═══ STUDY MATERIAL ═══

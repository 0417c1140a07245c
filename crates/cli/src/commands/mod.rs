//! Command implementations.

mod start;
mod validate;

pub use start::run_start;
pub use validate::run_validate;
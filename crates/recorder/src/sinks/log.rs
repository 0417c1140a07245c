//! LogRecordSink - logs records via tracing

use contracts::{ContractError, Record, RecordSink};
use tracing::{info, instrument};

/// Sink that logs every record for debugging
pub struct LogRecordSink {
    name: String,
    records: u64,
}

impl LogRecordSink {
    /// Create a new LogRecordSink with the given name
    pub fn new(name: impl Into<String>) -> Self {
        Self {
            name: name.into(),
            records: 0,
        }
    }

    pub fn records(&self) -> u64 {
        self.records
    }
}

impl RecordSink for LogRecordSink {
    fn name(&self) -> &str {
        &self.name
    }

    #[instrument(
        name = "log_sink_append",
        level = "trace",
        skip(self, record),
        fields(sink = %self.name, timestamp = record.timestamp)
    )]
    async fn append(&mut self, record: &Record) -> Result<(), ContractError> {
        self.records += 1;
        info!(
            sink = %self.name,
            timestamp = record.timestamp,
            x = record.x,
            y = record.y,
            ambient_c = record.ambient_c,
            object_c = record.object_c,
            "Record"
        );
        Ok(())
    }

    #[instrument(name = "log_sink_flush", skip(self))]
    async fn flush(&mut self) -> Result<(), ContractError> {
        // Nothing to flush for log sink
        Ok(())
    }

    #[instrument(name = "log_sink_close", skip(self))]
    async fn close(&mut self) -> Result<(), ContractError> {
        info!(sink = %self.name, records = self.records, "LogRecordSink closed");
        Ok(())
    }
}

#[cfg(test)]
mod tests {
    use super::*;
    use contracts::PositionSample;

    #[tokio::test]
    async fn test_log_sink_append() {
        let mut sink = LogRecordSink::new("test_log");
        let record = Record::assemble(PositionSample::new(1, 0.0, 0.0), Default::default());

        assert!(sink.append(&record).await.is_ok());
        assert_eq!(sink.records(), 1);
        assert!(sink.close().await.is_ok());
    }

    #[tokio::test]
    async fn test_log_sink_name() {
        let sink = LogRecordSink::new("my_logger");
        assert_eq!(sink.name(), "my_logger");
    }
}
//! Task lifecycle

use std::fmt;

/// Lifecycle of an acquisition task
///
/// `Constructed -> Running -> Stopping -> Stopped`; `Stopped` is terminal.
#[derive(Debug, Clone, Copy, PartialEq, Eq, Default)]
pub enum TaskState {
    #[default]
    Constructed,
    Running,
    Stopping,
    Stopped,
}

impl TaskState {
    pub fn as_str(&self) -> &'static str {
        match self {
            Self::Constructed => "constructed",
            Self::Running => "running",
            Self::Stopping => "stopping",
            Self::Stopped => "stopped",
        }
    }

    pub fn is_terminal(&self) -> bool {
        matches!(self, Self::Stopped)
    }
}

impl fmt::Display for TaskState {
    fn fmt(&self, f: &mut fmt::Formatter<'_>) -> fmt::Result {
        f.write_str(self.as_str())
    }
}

═══

__THE PROBLEM__
Word for word, restate the lines running from the one containing "use contracts::PositionSample;" through the final line of the records above, and nothing besides.

__TASK SOLUTION__
    use contracts::PositionSample;

    #[tokio::test]
    async fn test_log_sink_append() {
        let mut sink = LogRecordSink::new("test_log");
        let record = Record::assemble(PositionSample::new(1, 0.0, 0.0), Default::default());

        assert!(sink.append(&record).await.is_ok());
        assert_eq!(sink.records(), 1);
        assert!(sink.close().await.is_ok());
    }

    #[tokio::test]
    async fn test_log_sink_name() {
        let sink = LogRecordSink::new("my_logger");
        assert_eq!(sink.name(), "my_logger");
    }
}
//! Task lifecycle

use std::fmt;

/// Lifecycle of an acquisition task
///
/// `Constructed -> Running -> Stopping -> Stopped`; `Stopped` is terminal.
#[derive(Debug, Clone, Copy, PartialEq, Eq, Default)]
pub enum TaskState {
    #[default]
    Constructed,
    Running,
    Stopping,
    Stopped,
}

impl TaskState {
    pub fn as_str(&self) -> &'static str {
        match self {
            Self::Constructed => "constructed",
            Self::Running => "running",
            Self::Stopping => "stopping",
            Self::Stopped => "stopped",
        }
    }

    pub fn is_terminal(&self) -> bool {
        matches!(self, Self::Stopped)
    }
}

impl fmt::Display for TaskState {
    fn fmt(&self, f: &mut fmt::Formatter<'_>) -> fmt::Result {
        f.write_str(self.as_str())
    }
}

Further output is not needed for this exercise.